BusinessWeek ^ | Tue Apr 15, 2003 | Thane Peterson

Posted on 04/15/2003 12:23:32 PM PDT by WaveThatFlag

When I look at the news these days, I can't help but wonder: Wouldn't we be a lot better off if women were in charge, given all the violence and atrocities perpetrated by men and male-run governments in places like Bosnia, Rwanda, and Iraq (news - web sites)? Would U.S. troops be in Iraq today if, say, Hillary Clinton (news - web sites) were President, and not George W. Bush?

Sure, woman leaders are sometimes as tough and warlike as any man. Britain's Margaret Thatcher comes to mind. But in my experience, women tend to pursue conciliation and cooperation long after men would have been at each other's throats. And, as the heroism of American women soldiers and pilots in Iraq has shown, when it's really necessary to fight, women hold their own.

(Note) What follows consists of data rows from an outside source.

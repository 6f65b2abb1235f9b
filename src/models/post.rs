// src/models/post.rs

use chrono::{DateTime, Utc};
use serde::{Deserialize, Serialize};
use sqlx::FromRow;
use utoipa::ToSchema;
use uuid::Uuid;

#[derive(Debug, Clone, Serialize, Deserialize, FromRow, ToSchema)]
#[serde(rename_all = "camelCase")]
pub struct Post {
    pub id: Uuid,
    pub business_id: Uuid,
    #[schema(example = "Weekend special")]
    pub title: String,
    pub content: String,
    #[schema(example = "Spice Hub")]
    pub company_name: String,
    #[schema(example = "contato@spicehub.com")]
    pub company_email: String,
    #[schema(example = "#FFB347")]
    pub color: String,
    #[serde(rename = "timestamp")]
    pub created_at: DateTime<Utc>,
}

#[derive(Debug, Clone)]
pub struct NewPost {
    pub business_id: Uuid,
    pub title: String,
    pub content: String,
    pub company_name: String,
    pub company_email: String,
    pub color: String,
}
// src/services/review_service.rs

use std::sync::Arc;

use uuid::Uuid;

use crate::{
    common::error::AppError,
    db::{BusinessRepository, ReviewRepository},
    models::{
        auth::User,
        review::{NewReview, Review},
    },
};

/// Média aritmética das notas. Sem avaliações, 0.0.
pub fn average_rating(reviews: &[Review]) -> f64 {
    if reviews.is_empty() {
        return 0.0;
    }
    let sum: i64 = reviews.iter().map(|r| i64::from(r.rating)).sum();
    sum as f64 / reviews.len() as f64
}

/// Parte do e-mail antes do `@`.
pub fn default_username(email: &str) -> String {
    email.split('@').next().unwrap_or(email).to_string()
}

#[derive(Clone)]
pub struct ReviewService {
    repo: Arc<dyn ReviewRepository>,
    businesses: Arc<dyn BusinessRepository>,
}

impl ReviewService {
    pub fn new(repo: Arc<dyn ReviewRepository>, businesses: Arc<dyn BusinessRepository>) -> Self {
        Self { repo, businesses }
    }

    pub async fn submit_review(
        &self,
        author: &User,
        business_id: Uuid,
        rating: i16,
        text: &str,
        username: Option<&str>,
    ) -> Result<Review, AppError> {
        if author.is_business() {
            return Err(AppError::CustomerAccountRequired);
        }
        // Nota 0 significa "não escolheu estrelas"
        if !(1..=5).contains(&rating) {
            return Err(AppError::InvalidRating(rating));
        }
        let text = text.trim();
        if text.is_empty() {
            return Err(AppError::EmptyReview);
        }

        if self.businesses.find_by_id(business_id).await?.is_none() {
            return Err(AppError::BusinessNotFound);
        }

        let username = username
            .map(str::trim)
            .filter(|u| !u.is_empty())
            .map(str::to_string)
            .or_else(|| author.display_name.clone())
            .unwrap_or_else(|| default_username(&author.email));

        self.repo
            .append_review(NewReview {
                business_id,
                author_id: author.id,
                username,
                rating,
                review: text.to_string(),
            })
            .await
    }

    pub async fn list_reviews(&self, business_id: Uuid) -> Result<Vec<Review>, AppError> {
        if self.businesses.find_by_id(business_id).await?.is_none() {
            return Err(AppError::BusinessNotFound);
        }
        self.repo.list_for_business(business_id).await
    }
}

#[cfg(test)]
mod tests {
    use super::*;
    use crate::services::test_support::{new_business, World};
    use chrono::Utc;

    fn rated(rating: i16) -> Review {
        Review {
            id: Uuid::new_v4(),
            business_id: Uuid::nil(),
            author_id: Uuid::nil(),
            username: "x".into(),
            rating,
            review: "ok".into(),
            created_at: Utc::now(),
        }
    }

    #[test]
    fn average_of_five_three_four_is_four() {
        let reviews = vec![rated(5), rated(3), rated(4)];
        assert_eq!(average_rating(&reviews), 4.0);
    }

    #[test]
    fn average_of_nothing_is_zero() {
        assert_eq!(average_rating(&[]), 0.0);
    }

    #[test]
    fn username_defaults_to_email_prefix() {
        assert_eq!(default_username("maria.silva@example.com"), "maria.silva");
    }

    #[tokio::test]
    async fn zero_rating_and_blank_text_do_not_mutate() {
        let world = World::new();
        let (_, business) = world.business("loja@x.com", new_business("Loja", "food")).await;
        let customer = world.customer("cliente@x.com").await;

        let err = world
            .review_service
            .submit_review(&customer, business.id, 0, "ótimo", None)
            .await
            .unwrap_err();
        assert!(matches!(err, AppError::InvalidRating(0)));

        let err = world
            .review_service
            .submit_review(&customer, business.id, 4, "   ", None)
            .await
            .unwrap_err();
        assert!(matches!(err, AppError::EmptyReview));

        let reviews = world.review_service.list_reviews(business.id).await.unwrap();
        assert!(reviews.is_empty());
    }

    #[tokio::test]
    async fn submitted_reviews_feed_the_business_page_average() {
        let world = World::new();
        let (_, business) = world.business("loja@x.com", new_business("Loja", "food")).await;
        let customer = world.customer("joana@x.com").await;

        for (rating, text) in [(5, "excelente"), (3, "ok"), (4, "bom")] {
            world
                .review_service
                .submit_review(&customer, business.id, rating, text, None)
                .await
                .unwrap();
        }

        let page = world.business_service.get_business_page(business.id).await.unwrap();
        assert_eq!(page.review_count, 3);
        assert_eq!(page.average_rating, 4.0);
        assert_eq!(page.reviews[0].username, "joana");
    }

    #[tokio::test]
    async fn reviewing_a_missing_business_is_not_found() {
        let world = World::new();
        let customer = world.customer("cliente@x.com").await;

        let err = world
            .review_service
            .submit_review(&customer, Uuid::new_v4(), 5, "top", None)
            .await
            .unwrap_err();
        assert!(matches!(err, AppError::BusinessNotFound));
    }
}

Besides, once war ends, it's often women who step in first to help the orphans and other victims of battle. In Rwanda, for instance, 10% of the population was slaughtered in the 1994 genocide, mainly men. According to Elizabeth Powley in an article in the International Herald Tribune, about 70% of the population immediately after the genocide was female, so women set up numerous nongovernmental organizations to deal with the devastation. Today, some seats in Parliament and local councils in Rwanda are reserved only for women.

EUROPE'S LEAD. I suspect that the rising percentage of women in governments around the world is a very significant trend. It's a controversial notion, but some political scientists believe that when women [and other minorities] reach a "critical mass" of around 30% in an elected body, they often start to act together as a group outside party lines. And, in some governments around the world, the percentage of women has hit that threshold, according to the Inter-Parliamentary Union, a Geneva, Switzerland-based organization of Parliamentary governments that tracks the numbers [www.ipu.org].

Nordic countries lead the trend. Women hold 45.3% of the seats in Parliament in Sweden, 38% in Denmark, 37.5% in Finland, and 36.4% in Norway, according to the IPU. All told, the percentage now tops 30% in the Lower Houses of a dozen nations, including the Netherlands, Germany, Austria, Argentina, and Mozambique.

At the low end are several countries in the Middle East: Iran, 4.1%; Egypt, 2.4%; Jordan, 1.3%; and Kuwait and the United Arab Emirates at 0%. The U.S. ranks 59th, in the middle of the pack, with 13.6% of the seats in Congress and 14 of the Senate's 100 seats held by women. But, according to the Center for American Women & Politics at Rutgers University, women now hold 30% or more of the seats in six state legislatures: Washington, Colorado, Maryland, Oregon, Vermont, and California. Washington is tops, with 36.7%.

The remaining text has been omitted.